The “End of Life Care” program has five aims, with the first being to improve or maintain quality of life at a time when curing the individual no longer is the primary goal.
It also aims to relieve the suffering and control the pain and other symptoms being experienced by the individual, as well as address the physical, emotional, spiritual, social, and cultural needs of the individual and their family.
“End of Life Care” is a team approach that encompasses the individual, family, caregivers, and community in its scope.
The concept of improving end-of-life care began with the announcement by the Ontario government that it would provide money to local health organizations to develop programs to meet the needs of their local communities.
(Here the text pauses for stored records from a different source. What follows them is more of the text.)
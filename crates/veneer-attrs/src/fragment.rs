//! Directive fragments.
//!
//! A [`Fragment`] is the opaque unit everything in this crate produces: an
//! ordered sequence of toolchain-native directive tokens. Order is
//! preserved end to end — directive order is observable and some
//! toolchains are order-sensitive.

use std::fmt;

use serde::{Deserialize, Serialize};

/// An ordered, toolchain-native directive fragment.
///
/// The empty fragment is the universal no-op fallback: attaching it to a
/// declaration changes nothing.
#[derive(Debug, Clone, Default, PartialEq, Eq, Serialize, Deserialize)]
#[serde(transparent)]
pub struct Fragment {
    parts: Vec<String>,
}

impl Fragment {
    /// The empty (no-op) fragment.
    pub fn empty() -> Self {
        Self::default()
    }

    /// A fragment holding a single directive token.
    pub fn part(text: impl Into<String>) -> Self {
        Self {
            parts: vec![text.into()],
        }
    }

    /// True when this fragment expands to nothing.
    pub fn is_empty(&self) -> bool {
        self.parts.is_empty()
    }

    /// Append a directive token, keeping declaration order.
    pub fn push(&mut self, text: impl Into<String>) {
        self.parts.push(text.into());
    }

    /// Concatenate fragments in order, skipping empty ones.
    pub fn concat(fragments: impl IntoIterator<Item = Fragment>) -> Self {
        let mut out = Self::empty();
        for fragment in fragments {
            out.parts.extend(fragment.parts);
        }
        out
    }

    /// The directive tokens, in declaration order.
    pub fn parts(&self) -> &[String] {
        &self.parts
    }
}

impl From<&str> for Fragment {
    fn from(text: &str) -> Self {
        Self::part(text)
    }
}

impl fmt::Display for Fragment {
    fn fmt(&self, f: &mut fmt::Formatter<'_>) -> fmt::Result {
        write!(f, "{}", self.parts.join(" "))
    }
}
It took the dedication, hard work, and creativity of many local health and service providers, however, to bring this plan to fruition.
Interested individuals met every month for more than a year to create a program that would co-ordinate the resources that already were being offered in the district by improving the collaboration and co-operation amongst care providers.
Their goal was to create a system that would build a better partnership between the Community Care Access Centre, hospital, long-term care, local physicians, pharmacies, and community care agencies such as nursing, personal support, therapy services, and volunteer organizations.
On Friday, the committee proudly announced it had reached its goal.
“We haven’t had any enquiries yet but everything is in place and we are definitely ready to put our new program into action,” enthused program co-ordinator Wilma Sletmoen.
The point stressed at Friday’s luncheon is that people in the Emo area no longer have to feel isolated or alone. There is no need for anyone to deal with the stress of the situation by themselves.
The health and service providers who are part of the new program are professionals available to provide co-ordinated, comprehensive, and compassionate care to the individuals and their families living with end-stage illness.